Bomber trio participates in first integrated bomber operation in Pacific

  • Published
  • By Tech. Sgt. Richard Ebensberger
  • 36th Wing Public Affairs
History was made Aug. 17 when all three of Air Force Global Strike Command's strategic power projection bombers, the B-52 Stratofortress, B-1B Lancer and B-2 Spirit, simultaneously took to the sky during their first integrated bomber operation in the Indo-Asia-Pacific region.

Though all the aircraft have deployed independently to the U.S. Pacific Command’s area of responsibility in the past, this was the first time all three bombers flew a formation pass over Andersen Air Force Base, dispersed and then simultaneously conducted operations in the South China Sea and Northeast Asia.

“This mission demonstrated the U.S. commitment to supporting global security and our ability to launch a credible strategic defense force," said Brig. Gen. Douglas Cox, the 36th Wing commander.

Missions such as this provide opportunities for bomber crews to integrate and train with allies and partners in a variety of missions and are also designed to strengthen capabilities by familiarizing aircrews with Andersen’s geographic area of operations.

Several B-1s and more than 300 Airmen from Ellsworth AFB, South Dakota, arrived at Andersen AFB in early August to replace the B-52s assigned to Minot AFB, North Dakota. Effective Aug. 15, the B-1s are temporarily located at Guam to carry out PACOM’s continuous bomber presence mission.

Capt. Kaitlin Tardieu and 1st Lt. Ruben Labrador, both 69th Expeditionary Bomb Squadron B-52 pilots deployed from Minot AFB, said after a successful mission, they will be heading home once the changeover is complete.

"We've been out here the past six months flying Pacific power projection sorties, so all over the Pacific area of responsibility doing assurance deterrence missions," Tardieu said.

"It's been an amazing experience,” Labrador added. “We’ve (been able) to use equipment we wouldn't usually use and integrate with our allies.”

With a large weapon capacity and exceptional standoff strike capability, the B-1 provides PACOM and its regional allies and partners with a credible, strategic power projection platform.
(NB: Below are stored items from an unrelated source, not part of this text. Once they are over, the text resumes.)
//! Tests for the listing harvester
//!
//! Result pages are built from small HTML fixtures mirroring the portal
//! markup; the portal itself is replaced by [`FakePortal`].

pub mod harvester_tests;

use crate::app::services::portal::{SearchPortal, SearchRequest};
use crate::constants::search_form;
use crate::{Error, Result};
use std::collections::BTreeMap;

/// Document URL as found in a result container
pub fn document_url(code: &str, n: u32) -> String {
    format!(
        "https://portali.giustizia-amministrativa.it/portale/pages/istituzionale/visualizza?nodeRef=&schema={}&nrg=2022{:05}&nomeFile=2023{:05}_01.html&subDir=Provvedimenti",
        code, n, n
    )
}

/// Expected target filename for [`document_url`]
pub fn document_file(code: &str, n: u32) -> String {
    format!("{}_2023{:05}_01.html", code, n)
}

/// Content of positional section `slot` of verdict `n`
fn section(n: u32, slot: usize) -> String {
    match slot {
        1 => format!(
            r#"<a href="javascript:void(0)"><i class="icon"></i></a>
               <a href="javascript:void(0)">Sentenza n. {}</a>"#,
            n
        ),
        2 => format!(
            "Tipo <b>Sentenza</b> Sede <b>Milano</b> Sezione <b>Sezione  1</b> Numero <b>{}</b>",
            n
        ),
        3 => "Data di pubblicazione 12/05/2023".to_string(),
        4 => format!("Numero ricorso <b>2022{:05}</b>", n),
        5 => format!("ECLI <b>ECLI:IT:TARMI:2023:{}SENT</b>", n),
        _ => "Oggetto".to_string(),
    }
}

/// Result container with a given number of positional sections
pub fn article_with_sections(code: &str, n: u32, sections: usize) -> String {
    let body: String = (1..=sections)
        .map(|slot| format!(r#"<div class="col-sm-12">{}</div>"#, section(n, slot)))
        .collect();

    format!(
        r#"<article class="ricerca--item clearfix">
             {}
             <a data-sede="{}" href="{}">Visualizza</a>
           </article>"#,
        body,
        code,
        document_url(code, n)
    )
}

/// Complete result container with the five expected sections
pub fn article(code: &str, n: u32) -> String {
    article_with_sections(code, n, 5)
}

/// Pagination control whose last item jumps to `last`
pub fn pagination(last: u32) -> String {
    format!(
        r#"<ul class="pagination">
             <li class="pagination-li"><a onclick="changePage(1)">1</a></li>
             <li class="pagination-li"><a onclick="changePage({})">&raquo;</a></li>
           </ul>"#,
        last
    )
}

/// Full result page: count, containers, trailing footer container
pub fn results_page(total_results: &str, last_page: Option<u32>, articles: &[String]) -> String {
    format!(
        r#"<html><body>
             <p>Risultati trovati: <strong>{}</strong></p>
             {}
             {}
             <article class="footer">Giustizia Amministrativa</article>
           </body></html>"#,
        total_results,
        articles.concat(),
        last_page.map(pagination).unwrap_or_default()
    )
}

/// In-memory portal serving prebuilt pages by index
#[derive(Default)]
pub struct FakePortal {
    pages: BTreeMap<u32, String>,
    /// Page index that fails as if the search form had changed
    pub fail_on: Option<u32>,
    /// Every request received, in order
    pub requests: Vec<(SearchRequest, u32)>,
}

impl FakePortal {
    /// Portal with pages `0..=last_page`, each holding `per_page` verdicts
    ///
    /// Verdict numbers are `page * 100 + i`, so rows identify their page.
    pub fn paginated(code: &str, last_page: u32, per_page: u32) -> Self {
        let total = (last_page + 1) * per_page;
        let pages = (0..=last_page)
            .map(|page| {
                let articles: Vec<String> = (0..per_page)
                    .map(|i| article(code, page * 100 + i + 1))
                    .collect();
                let html = results_page(&total.to_string(), Some(last_page), &articles);
                (page, html)
            })
            .collect();

        Self {
            pages,
            ..Default::default()
        }
    }

    /// Portal serving a single page without pagination control
    pub fn single_page(html: String) -> Self {
        Self {
            pages: BTreeMap::from([(0, html)]),
            ..Default::default()
        }
    }

    pub fn requested_pages(&self) -> Vec<u32> {
        self.requests.iter().map(|(_, page)| *page).collect()
    }
}

impl SearchPortal for FakePortal {
    fn fetch_page(&mut self, request: &SearchRequest, page: u32) -> Result<String> {
        self.requests.push((request.clone(), page));

        if self.fail_on == Some(page) {
            return Err(Error::form_field_not_found(
                search_form::FORM_ID,
                search_form::STEP_FIELD,
            ));
        }

        // Past the last page the portal keeps serving an empty result list
        Ok(self
            .pages
            .get(&page)
            .cloned()
            .unwrap_or_else(|| results_page("0", None, &[])))
    }
}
"The unique thing about our opportunities here as part of the continuous bomber presence is we really have the chance to train across all of the mission sets that the B-1 is capable of,” said Lt. Col. Seth Spanier, the 34th Expeditionary Bomb Squadron commander deployed from Ellsworth AFB. “We will routinely, on a day-in and day-out basis, get to train with the land, air and naval forces of both the U.S. and our allies and partners in the region. It's really an unmatched training opportunity for our squadron."

Additionally, as a demonstration to U.S. commitment to the region, three B-2s also arrived in theater Aug. 9 from Whiteman AFB, Missouri, to conduct local sorties and regional training and integrate with partner nations. During the deployment, members of the 509th Bomb Wing will hone skills in such key areas as command and control, air refueling and long-range navigation, while directly interacting with allied military forces.
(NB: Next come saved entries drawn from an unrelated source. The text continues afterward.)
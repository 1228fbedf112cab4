//! Verdict Scraper Library
//!
//! A Rust library for harvesting administrative-court verdict listings from
//! the public judgment search portal, downloading the referenced documents
//! and computing statistics over the downloaded corpus.
//!
//! The pipeline is made of three sequential stages that hand data over
//! exclusively through files:
//! - Listing harvester: walks the paginated search results and appends one
//!   `;`-delimited row per verdict to a per-year CSV listing
//! - Document fetcher: deduplicates a listing and downloads every document
//!   not already on disk
//! - Corpus analyzer: tallies file extensions and court prefixes per year
//!   directory and appends the results to a JSON array file

pub mod config;
pub mod constants;

// Core application modules
pub mod app {
    pub mod models;
    pub mod services {
        pub mod corpus_analyzer;
        pub mod document_fetcher;
        pub mod listing_harvester;
        pub mod portal;
    }
}

// CLI modules
pub mod cli {
    pub mod args;
    pub mod commands;
}

// Re-export commonly used types
pub use app::models::{StatsRecord, VerdictField, VerdictRecord};
pub use config::Config;

/// Result type alias for the verdict scraper
pub type Result<T> = std::result::Result<T, Error>;

/// Error types for harvesting, fetching and analysis operations
#[derive(thiserror::Error, Debug)]
pub enum Error {
    /// I/O operation failed
    #[error("I/O error: {message}")]
    Io {
        message: String,
        #[source]
        source: std::io::Error,
    },

    /// CSV reading or writing error
    #[error("CSV error in file '{file}': {message}")]
    CsvParsing {
        file: String,
        message: String,
        #[source]
        source: Option<csv::Error>,
    },

    /// A listing file lacks a column the stage needs
    #[error("Missing column '{column}' in file '{file}'")]
    MissingColumn { file: String, column: String },

    /// HTTP request failed
    #[error("HTTP error: {message}")]
    Http {
        message: String,
        #[source]
        source: reqwest::Error,
    },

    /// The search form is not present on the current page
    #[error("Form not found: '{form}' on {url}")]
    FormNotFound { form: String, url: String },

    /// The search form lacks an expected field
    #[error("Form field not found: '{field}' in form '{form}'")]
    FormFieldNotFound { form: String, field: String },

    /// A navigation link is not present on the current page
    #[error("Link not found: '{link}' on {url}")]
    LinkNotFound { link: String, url: String },

    /// The harvest would request more pages than allowed
    #[error("Page limit exceeded: {requested} pages requested, limit is {limit}")]
    PageLimitExceeded { requested: u32, limit: u32 },

    /// Configuration error
    #[error("Configuration error: {message}")]
    Configuration { message: String },

    /// JSON serialization error
    #[error("JSON error: {message}")]
    Json {
        message: String,
        #[source]
        source: serde_json::Error,
    },
}

impl Error {
    /// Create an I/O error with context
    pub fn io(message: impl Into<String>, source: std::io::Error) -> Self {
        Self::Io {
            message: message.into(),
            source,
        }
    }

    /// Create a CSV error with context
    pub fn csv_parsing(
        file: impl Into<String>,
        message: impl Into<String>,
        source: Option<csv::Error>,
    ) -> Self {
        Self::CsvParsing {
            file: file.into(),
            message: message.into(),
            source,
        }
    }

    /// Create a missing column error
    pub fn missing_column(file: impl Into<String>, column: impl Into<String>) -> Self {
        Self::MissingColumn {
            file: file.into(),
            column: column.into(),
        }
    }

    /// Create an HTTP error with context
    pub fn http(message: impl Into<String>, source: reqwest::Error) -> Self {
        Self::Http {
            message: message.into(),
            source,
        }
    }

    /// Create a form not found error
    pub fn form_not_found(form: impl Into<String>, url: impl Into<String>) -> Self {
        Self::FormNotFound {
            form: form.into(),
            url: url.into(),
        }
    }

    /// Create a form field not found error
    pub fn form_field_not_found(form: impl Into<String>, field: impl Into<String>) -> Self {
        Self::FormFieldNotFound {
            form: form.into(),
            field: field.into(),
        }
    }

    /// Create a link not found error
    pub fn link_not_found(link: impl Into<String>, url: impl Into<String>) -> Self {
        Self::LinkNotFound {
            link: link.into(),
            url: url.into(),
        }
    }

    /// Create a page limit exceeded error
    pub fn page_limit_exceeded(requested: u32, limit: u32) -> Self {
        Self::PageLimitExceeded { requested, limit }
    }

    /// Create a configuration error
    pub fn configuration(message: impl Into<String>) -> Self {
        Self::Configuration {
            message: message.into(),
        }
    }

    /// Create a JSON error with context
    pub fn json(message: impl Into<String>, source: serde_json::Error) -> Self {
        Self::Json {
            message: message.into(),
            source,
        }
    }

    /// True when the error means the portal markup no longer matches
    pub fn is_markup_change(&self) -> bool {
        matches!(
            self,
            Self::FormNotFound { .. } | Self::FormFieldNotFound { .. } | Self::LinkNotFound { .. }
        )
    }
}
“Training deployments such as these are meant to maintain crew readiness and provide unique training opportunities," said Lt. Col. Keith Butler, the 13th Bomb Squadron director of operations. “It also gives us the chance to work with other bomber aircraft we have inside Air Force Global Strike Command as well as some of our regional allies and partners for national security and deterrence in this part of the world.”
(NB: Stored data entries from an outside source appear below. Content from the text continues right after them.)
//! Listing loader for the fetch stage
//!
//! Only the URL and filename columns of a listing are read. Rows repeated
//! across pages (a resumed harvest appends the same page twice) collapse to
//! their first occurrence.

use crate::constants::{LISTING_DELIMITER, columns};
use crate::{Error, Result};
use std::collections::HashSet;
use std::path::{Path, PathBuf};
use tracing::debug;

/// One document to fetch
#[derive(Debug, Clone, PartialEq, Eq, Hash)]
pub struct ListingEntry {
    pub url: String,
    pub filename: String,
}

/// Deduplicated content of a listing file
#[derive(Debug, Clone, PartialEq, Eq)]
pub struct DocumentListing {
    pub path: PathBuf,
    /// Unique entries in file order
    pub entries: Vec<ListingEntry>,
    /// Rows dropped as exact duplicates
    pub duplicates_removed: usize,
}

impl DocumentListing {
    /// Load a listing and drop duplicate rows
    ///
    /// The file must have a header naming the URL and filename columns.
    pub fn load(path: &Path) -> Result<Self> {
        let file_name = path.display().to_string();
        let mut reader = csv::ReaderBuilder::new()
            .delimiter(LISTING_DELIMITER)
            .has_headers(true)
            .flexible(true)
            .from_path(path)
            .map_err(|e| Error::csv_parsing(&file_name, "Failed to open listing", Some(e)))?;

        let headers = reader
            .headers()
            .map_err(|e| Error::csv_parsing(&file_name, "Failed to read listing header", Some(e)))?
            .clone();
        let url_index = column_index(&headers, columns::URL)
            .ok_or_else(|| Error::missing_column(&file_name, columns::URL))?;
        let file_index = column_index(&headers, columns::FILE)
            .ok_or_else(|| Error::missing_column(&file_name, columns::FILE))?;

        let mut seen = HashSet::new();
        let mut entries = Vec::new();
        let mut duplicates_removed = 0;

        for (line, row) in reader.records().enumerate() {
            let row = row.map_err(|e| {
                Error::csv_parsing(&file_name, format!("Invalid row {}", line + 2), Some(e))
            })?;

            let entry = ListingEntry {
                url: row.get(url_index).unwrap_or_default().to_string(),
                filename: row.get(file_index).unwrap_or_default().to_string(),
            };

            if seen.insert(entry.clone()) {
                entries.push(entry);
            } else {
                duplicates_removed += 1;
            }
        }

        debug!(
            "Loaded {} unique rows from {} ({} duplicates)",
            entries.len(),
            file_name,
            duplicates_removed
        );

        Ok(Self {
            path: path.to_path_buf(),
            entries,
            duplicates_removed,
        })
    }

    pub fn len(&self) -> usize {
        self.entries.len()
    }

    pub fn is_empty(&self) -> bool {
        self.entries.is_empty()
    }

    /// Log a short preview of the table
    pub fn log_preview(&self) {
        debug!("{}: {} rows", self.path.display(), self.entries.len());
        let head = self.entries.iter().take(3);
        let tail = self.entries.iter().skip(3.max(self.entries.len().saturating_sub(2)));
        for entry in head.chain(tail) {
            debug!("  {} -> {}", entry.filename, entry.url);
        }
    }
}

fn column_index(headers: &csv::StringRecord, name: &str) -> Option<usize> {
    headers.iter().position(|h| h.trim() == name)
}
The CBP mission and global strategic bomber deployments are part of a long-standing history of maintaining a consistent bomber presence in the Indo-Asia-Pacific region in order to maintain stability and provide assurance to U.S. allies and partners in the region. PACOM’s area of responsibility covers 52 percent of the globe, which makes strategic bombers an effective long-range global attack capability to assure allies and deter potential adversaries.

AFGSC continues to routinely deploy bombers to Andersen AFB, which provides opportunities for Airmen to advance and strengthen regional alliances and the long-standing military-to-military partnerships throughout the Indo-Asia-Pacific.

"By doing this, we showed the world we can expertly integrate three different platforms with unique capabilities, meeting (Andersen AFB's) mission by providing the president of the United States sovereign options to decisively employ airpower across the entire spectrum of engagement, thus achieving our wing's motto, we are ‘prepared to prevail,’” Cox said.